You scoff at elections, ceasefires, or regional cooperation as naïve, but what’s more naïve than thinking endless force will produce anything but more resistance? If someone like you had written off diplomacy in Northern Ireland or apartheid South Africa, those conflicts would still be burning.
The problem is your answers assume the Palestinians are after peace.
Northern Ireland--ended when we got serious about stopping the money.
South Africa--worse than it ever was under the Apartheid regime. They most clearly stepped from the frying pan to the fire. They threw off a small white boot in favor of a giant black boot. Same thing happened in Zimbabwe. When we were there it wasn't unsafe (so long as you stayed away from the minefields), but the fact it was heading into the shitter was apparent without even leaving the airport. And around the world in general the most prized currency was the US$--but in Africa it was the South African Rand (whose symbol I do not recall.)
And your moral compass—frankly—is broken. You claim to “see the facts,” but you’ve erased the distinction between combatants and children, hospitals and bunkers, resistance and terrorism.

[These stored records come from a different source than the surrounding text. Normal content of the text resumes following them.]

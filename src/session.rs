//! # Session Registry Module
//!
//! Owns the per-session pipeline state and bookkeeping.
//!
//! ## Concurrency
//! Each session lives behind its own `Mutex`, so samples for one session are
//! processed one at a time while different sessions run in parallel. The
//! registry lock is held only long enough to look up the session handle.
//!
//! ## Capacity
//! Sessions are kept in an `LruCache`; once `max_sessions` is reached the
//! least recently used session is evicted together with its history.

use chrono::{DateTime, Utc};
use lru::LruCache;
use serde::{Deserialize, Serialize};
use std::num::NonZeroUsize;
use std::sync::{Arc, Mutex, MutexGuard};
use uuid::Uuid;

use crate::config::SessionConfig;
use crate::error::{PipelineError, SessionError};
use crate::pipeline::{CompositeRecord, Pipeline, SessionState};
use crate::processing_log::{LogEntry, ProcessingLog};
use crate::vitals::RawSample;

#[derive(Debug, Clone, Copy, PartialEq, Eq, Serialize, Deserialize)]
#[serde(rename_all = "snake_case")]
pub enum SessionKind {
    Workout,
    Meditation,
    Sleep,
    DailyMonitoring,
    Clinical,
}

#[derive(Debug, Clone, Copy, PartialEq, Eq, Serialize, Deserialize)]
#[serde(rename_all = "snake_case")]
pub enum SessionStatus {
    Active,
    Completed,
}

/// Bookkeeping of one monitoring session.
#[derive(Debug, Clone, PartialEq, Serialize)]
pub struct SessionInfo {
    pub session_id: String,
    pub device_id: String,
    pub user_id: String,
    pub kind: SessionKind,
    pub status: SessionStatus,
    pub started_at: DateTime<Utc>,
    pub ended_at: Option<DateTime<Utc>>,
    pub data_points: u64,
    /// Running mean of the overall wellness score
    pub average_wellness: f64,
    pub summary: Option<String>,
}

struct Session {
    info: SessionInfo,
    state: SessionState,
}

type SessionHandle = Arc<Mutex<Session>>;

fn new_session_id() -> String {
    let uuid = Uuid::new_v4().simple().to_string();
    format!("session_{}", &uuid[..12])
}

fn poisoned(session_id: &str) -> SessionError {
    SessionError::Pipeline(PipelineError::SessionPoisoned {
        session_id: session_id.to_string(),
    })
}

pub struct SessionRegistry {
    pipeline: Arc<Pipeline>,
    sessions: Mutex<LruCache<String, SessionHandle>>,
    processing_log: Mutex<ProcessingLog>,
}

impl SessionRegistry {
    pub fn new(pipeline: Arc<Pipeline>, config: &SessionConfig) -> Self {
        let capacity = NonZeroUsize::new(config.max_sessions).unwrap_or(NonZeroUsize::MIN);
        Self {
            pipeline,
            sessions: Mutex::new(LruCache::new(capacity)),
            processing_log: Mutex::new(ProcessingLog::new(config.processing_log_capacity)),
        }
    }

    fn lock_sessions(&self) -> Result<MutexGuard<'_, LruCache<String, SessionHandle>>, SessionError> {
        self.sessions.lock().map_err(|_| poisoned("registry"))
    }

    /// Look up a session, marking it as recently used.
    fn handle(&self, session_id: &str) -> Result<SessionHandle, SessionError> {
        self.lock_sessions()?
            .get(session_id)
            .cloned()
            .ok_or_else(|| SessionError::NotFound(session_id.to_string()))
    }

    pub fn create_session(&self, device_id: &str, user_id: &str, kind: SessionKind) -> Result<SessionInfo, SessionError> {
        let info = SessionInfo {
            session_id: new_session_id(),
            device_id: device_id.to_string(),
            user_id: user_id.to_string(),
            kind,
            status: SessionStatus::Active,
            started_at: Utc::now(),
            ended_at: None,
            data_points: 0,
            average_wellness: 0.0,
            summary: None,
        };
        let session = Session {
            info: info.clone(),
            state: self.pipeline.new_session_state(),
        };

        let evicted = self
            .lock_sessions()?
            .push(info.session_id.clone(), Arc::new(Mutex::new(session)));
        if let Some((evicted_id, _)) = evicted {
            log::info!("Session limit reached, evicted {}", evicted_id);
        }

        log::info!(
            "Created session {} for device {} ({:?})",
            info.session_id,
            info.device_id,
            info.kind
        );
        Ok(info)
    }

    /// Run one sample through the pipeline for `session_id`.
    pub fn process(&self, session_id: &str, sample: &RawSample) -> Result<CompositeRecord, SessionError> {
        let handle = self.handle(session_id)?;
        let record = {
            let mut session = handle.lock().map_err(|_| poisoned(session_id))?;
            if session.info.status == SessionStatus::Completed {
                return Err(SessionError::Ended(session_id.to_string()));
            }

            let record = self.pipeline.process(&mut session.state, sample)?;

            let info = &mut session.info;
            info.data_points += 1;
            info.average_wellness +=
                (record.lia_insights.wellness.overall - info.average_wellness) / info.data_points as f64;
            record
        };

        if let Ok(mut processing_log) = self.processing_log.lock() {
            processing_log.record_composite(session_id, &record);
        }
        Ok(record)
    }

    /// Mark a session completed; it keeps its bookkeeping until evicted.
    pub fn end_session(&self, session_id: &str, summary: Option<String>) -> Result<SessionInfo, SessionError> {
        let handle = self.handle(session_id)?;
        let mut session = handle.lock().map_err(|_| poisoned(session_id))?;
        if session.info.status == SessionStatus::Completed {
            return Err(SessionError::Ended(session_id.to_string()));
        }

        session.info.status = SessionStatus::Completed;
        session.info.ended_at = Some(Utc::now());
        session.info.summary = summary;

        log::info!(
            "Ended session {} after {} data points (average wellness {:.1})",
            session_id,
            session.info.data_points,
            session.info.average_wellness
        );
        Ok(session.info.clone())
    }

    pub fn info(&self, session_id: &str) -> Result<SessionInfo, SessionError> {
        let handle = self
            .lock_sessions()?
            .peek(session_id)
            .cloned()
            .ok_or_else(|| SessionError::NotFound(session_id.to_string()))?;
        let session = handle.lock().map_err(|_| poisoned(session_id))?;
        Ok(session.info.clone())
    }

    /// Bookkeeping of every retained session, most recently used first.
    ///
    /// Sessions whose lock is poisoned are skipped.
    pub fn all(&self) -> Result<Vec<SessionInfo>, SessionError> {
        let handles: Vec<SessionHandle> = self.lock_sessions()?.iter().map(|(_, h)| h.clone()).collect();
        Ok(handles
            .iter()
            .filter_map(|h| h.lock().ok().map(|s| s.info.clone()))
            .collect())
    }

    pub fn active_count(&self) -> Result<usize, SessionError> {
        Ok(self
            .all()?
            .iter()
            .filter(|info| info.status == SessionStatus::Active)
            .count())
    }

    pub fn len(&self) -> usize {
        self.sessions.lock().map(|s| s.len()).unwrap_or(0)
    }

    pub fn is_empty(&self) -> bool {
        self.len() == 0
    }

    /// Newest processing-log lines across all sessions.
    pub fn recent_log(&self, limit: usize) -> Vec<LogEntry> {
        self.processing_log
            .lock()
            .map(|log| log.recent(limit))
            .unwrap_or_default()
    }
}

#[cfg(test)]
mod tests {
    use super::*;
    use crate::vitals::VitalSigns;
    use chrono::{Duration, FixedOffset, TimeZone};
    use std::thread;

    fn registry(max_sessions: usize) -> SessionRegistry {
        let config = SessionConfig {
            max_sessions,
            processing_log_capacity: 100,
        };
        SessionRegistry::new(Arc::new(Pipeline::default()), &config)
    }

    fn sample(i: i64) -> RawSample {
        let ts = FixedOffset::east_opt(0).unwrap().with_ymd_and_hms(2024, 3, 1, 9, 0, 0).unwrap()
            + Duration::milliseconds(100 * i);
        RawSample::new(
            ts,
            VitalSigns {
                heart_rate: 72.0,
                spo2: 98.0,
                temperature: 36.8,
                activity: 10.0,
            },
        )
    }

    #[test]
    fn test_session_id_format() {
        let registry = registry(4);
        let info = registry.create_session("wearable-1", "user-1", SessionKind::Workout).unwrap();

        assert!(info.session_id.starts_with("session_"));
        assert_eq!(info.session_id.len(), "session_".len() + 12);
        assert!(info.session_id["session_".len()..].chars().all(|c| c.is_ascii_hexdigit()));
        assert_eq!(info.status, SessionStatus::Active);
        assert_eq!(registry.active_count().unwrap(), 1);
    }

    #[test]
    fn test_process_updates_bookkeeping() {
        let registry = registry(4);
        let id = registry
            .create_session("dev", "user", SessionKind::DailyMonitoring)
            .unwrap()
            .session_id;

        let mut wellness = Vec::new();
        for i in 0..5 {
            wellness.push(registry.process(&id, &sample(i)).unwrap().lia_insights.wellness.overall);
        }

        let info = registry.info(&id).unwrap();
        assert_eq!(info.data_points, 5);
        let mean = wellness.iter().sum::<f64>() / 5.0;
        assert!((info.average_wellness - mean).abs() < 1e-9);
        assert_eq!(registry.recent_log(4).len(), 4);
    }

    #[test]
    fn test_unknown_and_ended_sessions() {
        let registry = registry(4);
        assert_eq!(
            registry.process("session_missing", &sample(0)).unwrap_err(),
            SessionError::NotFound("session_missing".to_string())
        );

        let id = registry.create_session("dev", "user", SessionKind::Sleep).unwrap().session_id;
        let ended = registry.end_session(&id, Some("quiet night".to_string())).unwrap();
        assert_eq!(ended.status, SessionStatus::Completed);
        assert!(ended.ended_at.is_some());
        assert_eq!(registry.active_count().unwrap(), 0);

        assert_eq!(registry.process(&id, &sample(0)).unwrap_err(), SessionError::Ended(id.clone()));
        assert_eq!(registry.end_session(&id, None).unwrap_err(), SessionError::Ended(id));
    }

    #[test]
    fn test_least_recently_used_session_is_evicted() {
        let registry = registry(2);
        let first = registry.create_session("a", "u", SessionKind::Clinical).unwrap().session_id;
        let second = registry.create_session("b", "u", SessionKind::Clinical).unwrap().session_id;

        // Touch the first session so the second becomes least recently used
        registry.process(&first, &sample(0)).unwrap();
        let third = registry.create_session("c", "u", SessionKind::Clinical).unwrap().session_id;

        assert_eq!(registry.len(), 2);
        assert!(registry.info(&first).is_ok());
        assert!(registry.info(&third).is_ok());
        assert_eq!(registry.info(&second).unwrap_err(), SessionError::NotFound(second));
    }

    #[test]
    fn test_sessions_are_isolated_across_threads() {
        let registry = Arc::new(registry(8));
        let ids: Vec<String> = (0..4)
            .map(|i| {
                registry
                    .create_session(&format!("dev-{}", i), "user", SessionKind::Workout)
                    .unwrap()
                    .session_id
            })
            .collect();

        thread::scope(|scope| {
            for id in &ids {
                // Two writers per session
                for _ in 0..2 {
                    let registry = Arc::clone(&registry);
                    scope.spawn(move || {
                        for i in 0..25 {
                            registry.process(id, &sample(i)).unwrap();
                        }
                    });
                }
            }
        });

        for id in &ids {
            assert_eq!(registry.info(id).unwrap().data_points, 50);
        }
    }

    #[test]
    fn test_poisoned_session_is_reported() {
        let registry = registry(4);
        let id = registry.create_session("dev", "user", SessionKind::Workout).unwrap().session_id;

        let handle = registry.handle(&id).unwrap();
        let result = thread::spawn(move || {
            let _guard = handle.lock().unwrap();
            panic!("writer crashed");
        })
        .join();
        assert!(result.is_err());

        match registry.process(&id, &sample(0)) {
            Err(SessionError::Pipeline(PipelineError::SessionPoisoned { session_id })) => {
                assert_eq!(session_id, id)
            }
            other => panic!("expected poisoned session, got {:?}", other.map(|_| ())),
        }
    }
}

You’ve turned casualty counts into accounting errors. That’s not clarity. That’s desensitization disguised as strategy.
I see the distinction, you do not. You consistently cite things which suggest a civilian nature as proof something is civilian. But reality is the other way around, the grey areas are military. You take fire from a building, it doesn't matter what the sign says, it's military.
Let’s be clear: the difference between us isn’t idealism versus realism. It’s conscience versus collapse. You’re defending the normalization of cruelty. I’m defending the principle that being attacked by monsters doesn’t turn you into one unless you let it.
No. I recognize the manipulation, you do not.
It's same as the MAGA sheep who keep bleating about the deficit--and don't say a peep about the fact The Felon intends to run it way up.
You’ve chosen a future where domination replaces peace, suspicion replaces evidence, and morality is conditional on whether a missile can find its target. I haven’t. That’s the real difference.
No. You have chosen a "world" where the problems magically disappear. You know you can't solve Iran so you pretend Gaza can be solved without solving Iran. I understand that Gaza is simply one of the horrors Iran has created.